▶ [Task item]
Answer with a bare number: the count of lines in the records below that have the word "over".

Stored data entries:
◇ ◇ ◇ ◇
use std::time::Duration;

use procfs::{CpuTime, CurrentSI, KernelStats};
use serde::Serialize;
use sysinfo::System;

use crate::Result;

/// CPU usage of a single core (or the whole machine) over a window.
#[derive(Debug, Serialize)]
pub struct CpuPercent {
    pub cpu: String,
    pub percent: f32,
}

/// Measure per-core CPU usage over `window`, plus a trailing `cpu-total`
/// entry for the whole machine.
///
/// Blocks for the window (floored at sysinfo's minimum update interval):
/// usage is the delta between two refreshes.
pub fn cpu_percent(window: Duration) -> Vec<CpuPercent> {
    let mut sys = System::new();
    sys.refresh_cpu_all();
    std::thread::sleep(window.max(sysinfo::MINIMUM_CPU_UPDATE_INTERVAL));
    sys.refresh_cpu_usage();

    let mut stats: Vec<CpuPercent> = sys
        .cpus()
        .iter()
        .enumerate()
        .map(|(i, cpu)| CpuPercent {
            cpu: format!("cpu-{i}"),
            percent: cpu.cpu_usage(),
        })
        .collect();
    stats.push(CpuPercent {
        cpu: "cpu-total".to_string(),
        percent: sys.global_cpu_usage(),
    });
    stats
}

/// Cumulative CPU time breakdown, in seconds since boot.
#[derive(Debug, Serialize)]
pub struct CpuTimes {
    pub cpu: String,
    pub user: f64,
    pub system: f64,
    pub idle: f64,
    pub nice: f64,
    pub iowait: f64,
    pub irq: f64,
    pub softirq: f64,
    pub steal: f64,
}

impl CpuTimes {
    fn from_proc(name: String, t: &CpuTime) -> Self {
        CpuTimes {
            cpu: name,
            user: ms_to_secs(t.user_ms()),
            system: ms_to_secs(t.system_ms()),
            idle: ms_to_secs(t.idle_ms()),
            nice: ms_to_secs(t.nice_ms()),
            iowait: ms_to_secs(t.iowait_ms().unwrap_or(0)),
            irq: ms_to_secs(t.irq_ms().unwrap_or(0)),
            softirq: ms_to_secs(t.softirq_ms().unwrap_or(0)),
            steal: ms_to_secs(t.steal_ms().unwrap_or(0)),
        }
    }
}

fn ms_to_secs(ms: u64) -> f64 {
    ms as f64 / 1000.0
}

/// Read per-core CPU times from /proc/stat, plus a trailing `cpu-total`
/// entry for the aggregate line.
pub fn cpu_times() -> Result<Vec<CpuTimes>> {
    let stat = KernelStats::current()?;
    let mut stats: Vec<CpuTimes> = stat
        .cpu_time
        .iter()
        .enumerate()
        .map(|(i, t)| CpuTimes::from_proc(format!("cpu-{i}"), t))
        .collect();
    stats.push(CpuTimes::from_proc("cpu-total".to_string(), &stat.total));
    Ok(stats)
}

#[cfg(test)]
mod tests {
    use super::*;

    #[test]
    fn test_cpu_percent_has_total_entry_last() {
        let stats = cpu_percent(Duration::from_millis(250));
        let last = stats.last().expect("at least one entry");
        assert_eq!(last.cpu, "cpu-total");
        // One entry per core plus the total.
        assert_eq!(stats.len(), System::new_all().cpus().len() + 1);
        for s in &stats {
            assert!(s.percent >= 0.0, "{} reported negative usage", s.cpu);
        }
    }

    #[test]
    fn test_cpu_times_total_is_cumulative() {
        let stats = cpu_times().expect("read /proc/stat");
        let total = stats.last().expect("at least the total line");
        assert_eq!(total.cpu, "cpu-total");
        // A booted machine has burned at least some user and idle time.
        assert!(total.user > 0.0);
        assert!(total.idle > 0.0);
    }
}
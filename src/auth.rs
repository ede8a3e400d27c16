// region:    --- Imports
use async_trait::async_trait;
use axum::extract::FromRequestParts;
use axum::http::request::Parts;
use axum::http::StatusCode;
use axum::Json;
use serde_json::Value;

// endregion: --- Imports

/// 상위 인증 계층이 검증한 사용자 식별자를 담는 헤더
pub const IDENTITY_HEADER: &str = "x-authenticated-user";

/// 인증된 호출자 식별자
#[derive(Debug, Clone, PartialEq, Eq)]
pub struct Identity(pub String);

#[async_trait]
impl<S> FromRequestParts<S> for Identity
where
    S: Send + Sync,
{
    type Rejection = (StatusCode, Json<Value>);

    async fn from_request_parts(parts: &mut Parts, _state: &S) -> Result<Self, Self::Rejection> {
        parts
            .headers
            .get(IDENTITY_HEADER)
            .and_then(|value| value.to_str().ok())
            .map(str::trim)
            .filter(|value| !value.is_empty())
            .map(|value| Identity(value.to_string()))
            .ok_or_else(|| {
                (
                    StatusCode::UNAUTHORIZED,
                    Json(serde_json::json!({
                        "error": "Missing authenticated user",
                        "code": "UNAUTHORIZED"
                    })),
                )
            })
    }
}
◇ ◇ ◇ ◇
▶ [Exercise response]
2